By ZARAR KHAN 04/22/13 01:04 PM ET EDT AP


Musharraf Wont Be Charged

ISLAMABAD — Pakistan’s caretaker government told the Supreme Court on Monday it will not file treason charges against former military ruler Pervez Musharraf but will leave the decision on that to the winner of the upcoming election.

The petitions before the Supreme Court alleging Musharraf committed treason while in power constitute just one of several legal challenges he is facing following his recent return to Pakistan from self-imposed exile.

The former military strongman was placed under house arrest over the weekend in connection with a different case, which involves his decision to fire senior judges while in power.

Musharraf’s detention was the latest in an array of setbacks he has faced since returning home last month with hopes of making a political comeback.

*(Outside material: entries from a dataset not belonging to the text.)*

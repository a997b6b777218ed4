use async_trait::async_trait;
use sqlx::PgPool;
use tracing::debug;
use uuid::Uuid;

use crate::models::scorecard::{
    Category, CategoryRow, Criterion, CriterionRow, Scorecard, ScorecardRow, Weight,
};
use crate::scorecards::{RepositoryError, ScorecardRepository};

/// Loads scorecards from `scorecards`, `scorecard_categories` and
/// `scorecard_criteria`. Categories and criteria are ordered by `position`.
#[derive(Clone)]
pub struct PgScorecardRepository {
    pool: PgPool,
}

impl PgScorecardRepository {
    pub fn new(pool: PgPool) -> Self {
        Self { pool }
    }
}

#[async_trait]
impl ScorecardRepository for PgScorecardRepository {
    async fn get_scorecard(&self, id: Uuid) -> Result<Option<Scorecard>, RepositoryError> {
        let row: Option<ScorecardRow> = sqlx::query_as(
            "SELECT id, name, updated_at FROM scorecards WHERE id = $1",
        )
        .bind(id)
        .fetch_optional(&self.pool)
        .await?;

        let Some(row) = row else {
            return Ok(None);
        };

        let categories: Vec<CategoryRow> = sqlx::query_as(
            r#"
            SELECT id, name
            FROM scorecard_categories
            WHERE scorecard_id = $1
            ORDER BY position, id
            "#,
        )
        .bind(id)
        .fetch_all(&self.pool)
        .await?;

        let criteria: Vec<CriterionRow> = sqlx::query_as(
            r#"
            SELECT c.id, c.category_id, c.name, c.description, c.weight, c.embedding
            FROM scorecard_criteria c
            JOIN scorecard_categories cat ON cat.id = c.category_id
            WHERE cat.scorecard_id = $1
            ORDER BY c.position, c.id
            "#,
        )
        .bind(id)
        .fetch_all(&self.pool)
        .await?;

        debug!(
            "Loaded scorecard {} (updated {}): {} categories, {} criteria",
            row.id,
            row.updated_at,
            categories.len(),
            criteria.len()
        );

        assemble_scorecard(row, categories, criteria).map(Some)
    }
}

/// Builds the domain scorecard from flat rows. Rows must already be ordered.
fn assemble_scorecard(
    row: ScorecardRow,
    categories: Vec<CategoryRow>,
    criteria: Vec<CriterionRow>,
) -> Result<Scorecard, RepositoryError> {
    let mut assembled: Vec<Category> = categories
        .into_iter()
        .map(|c| Category {
            id: c.id,
            name: c.name,
            criteria: Vec::new(),
        })
        .collect();

    for criterion in criteria {
        let weight = u8::try_from(criterion.weight)
            .map_err(|_| format!("weight {} out of range", criterion.weight))
            .and_then(Weight::try_from)
            .map_err(|e| {
                RepositoryError::InvalidData(format!("criterion {}: {e}", criterion.id))
            })?;

        let category = assembled
            .iter_mut()
            .find(|c| c.id == criterion.category_id)
            .ok_or_else(|| {
                RepositoryError::InvalidData(format!(
                    "criterion {} references unknown category {}",
                    criterion.id, criterion.category_id
                ))
            })?;

        category.criteria.push(Criterion {
            id: criterion.id,
            name: criterion.name,
            description: criterion.description,
            weight,
            embedding: criterion.embedding.unwrap_or_default(),
        });
    }

    Ok(Scorecard {
        id: row.id,
        name: row.name,
        categories: assembled,
    })
}

#[cfg(test)]
mod tests {
    use super::*;
    use chrono::Utc;

    fn scorecard_row() -> ScorecardRow {
        ScorecardRow {
            id: Uuid::new_v4(),
            name: "Backend Engineer".to_string(),
            updated_at: Utc::now(),
        }
    }

    fn category_row(name: &str) -> CategoryRow {
        CategoryRow {
            id: Uuid::new_v4(),
            name: name.to_string(),
        }
    }

    fn criterion_row(category_id: Uuid, name: &str, weight: i16) -> CriterionRow {
        CriterionRow {
            id: Uuid::new_v4(),
            category_id,
            name: name.to_string(),
            description: format!("{name} description"),
            weight,
            embedding: None,
        }
    }

    #[test]
    fn test_assemble_groups_criteria_under_categories_in_order() {
        let row = scorecard_row();
        let tech = category_row("Technical Skills");
        let comms = category_row("Communication");
        let criteria = vec![
            criterion_row(tech.id, "Python experience", 3),
            criterion_row(comms.id, "Public speaking", 1),
            criterion_row(tech.id, "SQL", 2),
        ];

        let scorecard =
            assemble_scorecard(row, vec![tech, comms], criteria).unwrap();

        assert_eq!(scorecard.categories.len(), 2);
        assert_eq!(scorecard.categories[0].name, "Technical Skills");
        let tech_names: Vec<&str> = scorecard.categories[0]
            .criteria
            .iter()
            .map(|c| c.name.as_str())
            .collect();
        assert_eq!(tech_names, vec!["Python experience", "SQL"]);
        assert_eq!(scorecard.categories[1].criteria[0].weight, Weight::Low);
        assert_eq!(scorecard.criteria_count(), 3);
    }

    #[test]
    fn test_assemble_rejects_invalid_weight() {
        let row = scorecard_row();
        let cat = category_row("Technical Skills");
        let criteria = vec![criterion_row(cat.id, "Rust", 7)];

        let err = assemble_scorecard(row, vec![cat], criteria).unwrap_err();
        assert!(matches!(err, RepositoryError::InvalidData(_)));
    }

    #[test]
    fn test_assemble_rejects_negative_weight() {
        let row = scorecard_row();
        let cat = category_row("Technical Skills");
        let criteria = vec![criterion_row(cat.id, "Rust", -1)];

        assert!(assemble_scorecard(row, vec![cat], criteria).is_err());
    }

    #[test]
    fn test_assemble_rejects_orphan_criterion() {
        let row = scorecard_row();
        let criteria = vec![criterion_row(Uuid::new_v4(), "Rust", 2)];

        let err = assemble_scorecard(row, vec![], criteria).unwrap_err();
        assert!(err.to_string().contains("unknown category"));
    }

    #[test]
    fn test_assemble_keeps_stored_embedding() {
        let row = scorecard_row();
        let cat = category_row("Technical Skills");
        let mut criterion = criterion_row(cat.id, "Rust", 2);
        criterion.embedding = Some(vec![0.5, 0.5]);

        let scorecard = assemble_scorecard(row, vec![cat], vec![criterion]).unwrap();
        assert_eq!(scorecard.categories[0].criteria[0].embedding, vec![0.5, 0.5]);
    }
}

Lawyers have filed private petitions before the Supreme Court alleging Musharraf committed various treasonable offenses, including toppling a civilian government, suspending the constitution and declaring a state of emergency.

But according to Pakistan’s constitution, the government is the only one with authority to file treason charges against Musharraf.

Attorney General Irfan Qadir submitted a statement to the Supreme Court on Monday, saying caretaker officials have decided not to file treason charges because it was not part of their mandate.

The caretaker government should avoid controversial matters that are not reversible by the winner of the May 11 parliamentary election, Qadir said. Instead, he added, caretaker officials are focused on routine matters, such as ensuring security for the upcoming election.

However, Law Minister Ahmer Bilal Soofi indicated that caretaker officials would not defy the Supreme Court if the judges ordered the government to act.

“At present all the focus, the attention is on the election arrangement,” Soofi told reporters in Islamabad. “But we will be ready to proceed according to what the court asks us to do.”

The interim government took over last month and will hold power until a new government is formed after the vote.

At this point, it’s unclear how the next government will choose to proceed in the case of treason charges against Musharraf.

The front runner to become the next prime minister is Nawaz Sharif, who was toppled by Musharraf in a military coup when he was serving as premier in 1999.

Musharraf held power for nearly a decade until he was forced to step down in 2008 because of growing discontent with his rule. He returned despite Taliban death threats and an array of legal challenges.

But upon his homecoming, Musharraf encountered paltry levels of public support and was disqualified to run in the upcoming election because of his actions while in office.

Things got even worse last week, when Musharraf fled a court in the capital Islamabad to avoid arrest after a judge rejected his bail and ordered his detention. The arrest order was connected to Musharraf’s decision in 2007 to dismiss senior judges, including the chief justice of the Supreme Court, apparently out of concern that they would challenge his re-election as president.

Musharraf was eventually placed under house arrest at his heavily guarded compound on the outskirts of Islamabad until the next hearing on May 4.


Associated Press writer Asif Shahzad contributed to this report.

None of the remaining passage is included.